> Task inputs
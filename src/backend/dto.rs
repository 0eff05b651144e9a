// ==========================================
// 鲜奶订送系统 - 远端服务数据传输对象
// ==========================================
// 职责: 承载远端返回的原始行，字段口径与远端一致
// 说明: 归一化（班次字符串、账单状态）在 API 层完成
// ==========================================

use chrono::{NaiveDate, NaiveDateTime};
use serde::{Deserialize, Serialize};

// ==========================================
// DeliveryRowDto - 配送记录原始行
// ==========================================
// shift 为远端原始字符串（历史取值不一），由 API 层归一化
#[derive(Debug, Clone, PartialEq, Serialize, Deserialize)]
pub struct DeliveryRowDto {
    pub date: NaiveDate,
    pub shift: String,
    #[serde(default)]
    pub liters: f64,
    #[serde(default)]
    pub delivered: bool,
    pub delivered_at: Option<NaiveDateTime>,
    pub agent_id: Option<String>,
    pub agent_name: Option<String>,
    pub agent_phone: Option<String>,
}

// ==========================================
// InvoiceDto - 账单原始行
// ==========================================
// status 为远端原始字符串（大小写不一），由 API 层归一化
#[derive(Debug, Clone, PartialEq, Serialize, Deserialize)]
pub struct InvoiceDto {
    pub invoice_id: String,
    pub invoice_number: String,
    pub issue_date: Option<NaiveDate>,
    pub status: Option<String>,
    #[serde(default)]
    pub line_totals: Vec<f64>,
    pub notes: Option<String>,
    pub pdf_url: Option<String>,
}
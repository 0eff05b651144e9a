// ==========================================
// 鲜奶订送系统 - 核心库
// ==========================================
// 技术栈: Rust + SQLite
// 系统定位: 客户端核心（计划解析 + 本地会话 + 远端数据消费）
// ==========================================

// 初始化国际化系统
rust_i18n::i18n!("locales", fallback = "zh-CN");

// ==========================================
// 模块声明
// ==========================================

// 领域层 - 实体与类型
pub mod domain;

// 数据仓储层 - 本地数据访问
pub mod repository;

// 引擎层 - 业务规则
pub mod engine;

// 远端服务契约层 - 消费接口定义
pub mod backend;

// 配置层 - 系统配置
pub mod config;

// 数据库基础设施（连接初始化/PRAGMA 统一）
pub mod db;

// 日志系统
pub mod logging;

// 国际化
pub mod i18n;

// API 层 - 业务接口
pub mod api;

// 应用层 - 装配
pub mod app;

// ==========================================
// 重导出核心类型
// ==========================================

// 领域类型
pub use domain::{InvoiceStatus, Shift, StatementFilter};

// 领域实体
pub use domain::{
    AgentAssignment, CustomerSession, DashboardCounts, DayOverride, DeliveryRecord,
    EffectiveDayRow, Invoice, InvoiceTotals, MonthlyStatement, OverrideAction, Payment,
    PaymentOutcome, Product, Schedule, ScheduleLine,
};

// 引擎
pub use engine::ScheduleResolver;

// 存储接口
pub use repository::{MemoryScheduleStore, ScheduleStore, SqliteScheduleStore};

// 远端服务契约
pub use backend::{
    BackendServices, BillingService, CustomerDirectory, DeliveryService, PushGateway,
};

// API
pub use api::{
    BillingApi, CustomerApi, DashboardApi, NotificationApi, OrderApi, ScheduleApi,
};

// ==========================================
// 常量定义
// ==========================================

// 系统版本
pub const VERSION: &str = env!("CARGO_PKG_VERSION");

// 系统名称
pub const APP_NAME: &str = "鲜奶订送系统";

// 数据库版本
pub const DB_VERSION: &str = "v0.1";

// ==========================================
// 预编译检查
// ==========================================
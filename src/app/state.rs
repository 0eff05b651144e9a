// ==========================================
// 鲜奶订送系统 - 应用状态
// ==========================================
// 职责: 管理应用级别的共享状态和API实例
// 说明: 远端服务客户端由宿主应用注入（BackendServices），
//       本地存储/引擎/API 在此统一装配
// ==========================================

use std::path::PathBuf;
use std::sync::{Arc, Mutex};

use crate::api::{
    BillingApi, CustomerApi, DashboardApi, NotificationApi, OrderApi, ScheduleApi,
};
use crate::backend::BackendServices;
use crate::config::config_manager::ConfigManager;
use crate::domain::catalog::builtin_catalog;
use crate::domain::schedule::Schedule;
use crate::engine::resolver::ScheduleResolver;
use crate::repository::schedule_store::ScheduleStore;
use crate::repository::session_repo::SessionRepository;
use crate::repository::sqlite_schedule_store::SqliteScheduleStore;

/// 应用状态
///
/// 包含所有API实例和共享资源
pub struct AppState {
    /// 数据库路径
    pub db_path: String,

    /// 订购计划API
    pub schedule_api: Arc<ScheduleApi>,

    /// 客户会话API
    pub customer_api: Arc<CustomerApi>,

    /// 订单历史API
    pub order_api: Arc<OrderApi>,

    /// 账务API
    pub billing_api: Arc<BillingApi>,

    /// 驾驶舱API
    pub dashboard_api: Arc<DashboardApi>,

    /// 推送注册API
    pub notification_api: Arc<NotificationApi>,

    /// 配置管理器
    pub config_manager: Arc<ConfigManager>,

    /// 解析引擎（供宿主直接调用只读操作）
    pub resolver: Arc<ScheduleResolver>,
}

impl AppState {
    /// 创建新的AppState实例
    ///
    /// # 参数
    /// - db_path: 数据库文件路径
    /// - services: 宿主注入的远端服务客户端集合
    ///
    /// # 说明
    /// 该方法会：
    /// 1. 打开共享数据库连接并应用统一 PRAGMA
    /// 2. 初始化本地仓储（计划存储/会话/配置）并在首次启动时
    ///    写入内置目录的零升数计划
    /// 3. 创建引擎与所有API实例
    pub fn new(db_path: String, services: BackendServices) -> Result<Self, String> {
        tracing::info!("初始化AppState，数据库路径: {}", db_path);

        let conn = crate::db::open_sqlite_connection(&db_path)
            .map_err(|e| format!("无法打开数据库: {}", e))?;
        let conn = Arc::new(Mutex::new(conn));

        // ==========================================
        // 初始化Repository层
        // ==========================================
        let schedule_store = Arc::new(
            SqliteScheduleStore::new(conn.clone())
                .map_err(|e| format!("计划存储初始化失败: {}", e))?,
        );
        let session_repo = Arc::new(
            SessionRepository::new(conn.clone())
                .map_err(|e| format!("会话仓储初始化失败: {}", e))?,
        );
        let config_manager = Arc::new(
            ConfigManager::from_connection(conn.clone())
                .map_err(|e| format!("配置管理器初始化失败: {}", e))?,
        );

        // 应用界面语言配置
        match config_manager.get_locale() {
            Ok(locale) => crate::i18n::set_locale(&locale),
            Err(e) => tracing::warn!("读取语言配置失败(沿用当前语言): {}", e),
        }

        // ==========================================
        // 初始化引擎层
        // ==========================================
        let catalog = builtin_catalog();

        // 首次启动: 为目录中每个产品写入零升数计划
        let existing = schedule_store
            .schedule()
            .map_err(|e| format!("读取计划失败: {}", e))?;
        if existing.lines.is_empty() {
            schedule_store
                .replace_schedule(&Schedule::zero_for(&catalog))
                .map_err(|e| format!("写入初始计划失败: {}", e))?;
            tracing::info!("已写入初始零升数计划({}个产品)", catalog.len());
        }

        let resolver = Arc::new(ScheduleResolver::new(schedule_store, catalog));

        // ==========================================
        // 创建API实例
        // ==========================================
        let schedule_api = Arc::new(ScheduleApi::new(resolver.clone(), config_manager.clone()));
        let customer_api = Arc::new(CustomerApi::new(session_repo, services.directory.clone()));
        let order_api = Arc::new(OrderApi::new(services.delivery.clone(), customer_api.clone()));
        let billing_api = Arc::new(BillingApi::new(services.billing.clone()));
        let dashboard_api = Arc::new(DashboardApi::new(
            services.delivery.clone(),
            resolver.clone(),
        ));
        let notification_api = Arc::new(NotificationApi::new(
            customer_api.clone(),
            services.push.clone(),
        ));

        tracing::info!("AppState初始化成功");

        Ok(Self {
            db_path,
            schedule_api,
            customer_api,
            order_api,
            billing_api,
            dashboard_api,
            notification_api,
            config_manager,
            resolver,
        })
    }
}

/// 获取默认数据库路径
pub fn get_default_db_path() -> String {
    // 允许通过环境变量显式指定 DB 路径（便于调试/测试/CI）
    if let Ok(path) = std::env::var("MILK_SUBSCRIPTION_DB_PATH") {
        let trimmed = path.trim();
        if !trimmed.is_empty() {
            return trimmed.to_string();
        }
    }

    // 先给一个默认回退值，后续如果能拿到 data_dir 再覆盖
    let mut path = PathBuf::from("./milk_subscription.db");

    if let Some(data_dir) = dirs::data_dir() {
        // 开发环境使用独立目录，避免污染生产数据
        #[cfg(debug_assertions)]
        {
            path = data_dir.join("milk-subscription-dev");
        }
        #[cfg(not(debug_assertions))]
        {
            path = data_dir.join("milk-subscription");
        }
        if let Err(e) = std::fs::create_dir_all(&path) {
            tracing::warn!("创建数据目录失败(回退当前目录): {}", e);
            path = PathBuf::from(".");
        }
        path = path.join("milk_subscription.db");
    }

    path.to_string_lossy().to_string()
}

> Brief
Each line from the start of the listing above through the line containing "为远端原始字符串（历史取值不一），由 API 层归一化" must be reproduced exactly. Leave out the rest.

> Output
filename src/backend/dto.rs
repository 0eff05b651144e9a
// ==========================================
// 鲜奶订送系统 - 远端服务数据传输对象
// ==========================================
// 职责: 承载远端返回的原始行，字段口径与远端一致
// 说明: 归一化（班次字符串、账单状态）在 API 层完成
// ==========================================

use chrono::{NaiveDate, NaiveDateTime};
use serde::{Deserialize, Serialize};

// ==========================================
// DeliveryRowDto - 配送记录原始行
// ==========================================
// shift 为远端原始字符串（历史取值不一），由 API 层归一化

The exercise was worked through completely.